_Work task_.
Search the listing below for the string "candidate" and show each line that contains it.

##### Recorded data

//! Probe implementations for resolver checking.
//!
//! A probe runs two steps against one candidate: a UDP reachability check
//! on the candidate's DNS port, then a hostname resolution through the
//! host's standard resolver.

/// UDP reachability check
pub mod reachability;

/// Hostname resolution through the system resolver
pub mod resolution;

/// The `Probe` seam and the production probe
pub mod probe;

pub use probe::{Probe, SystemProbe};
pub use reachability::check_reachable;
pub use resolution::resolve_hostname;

##########

_Problem solution_.
//! A probe runs two steps against one candidate: a UDP reachability check
//! on the candidate's DNS port, then a hostname resolution through the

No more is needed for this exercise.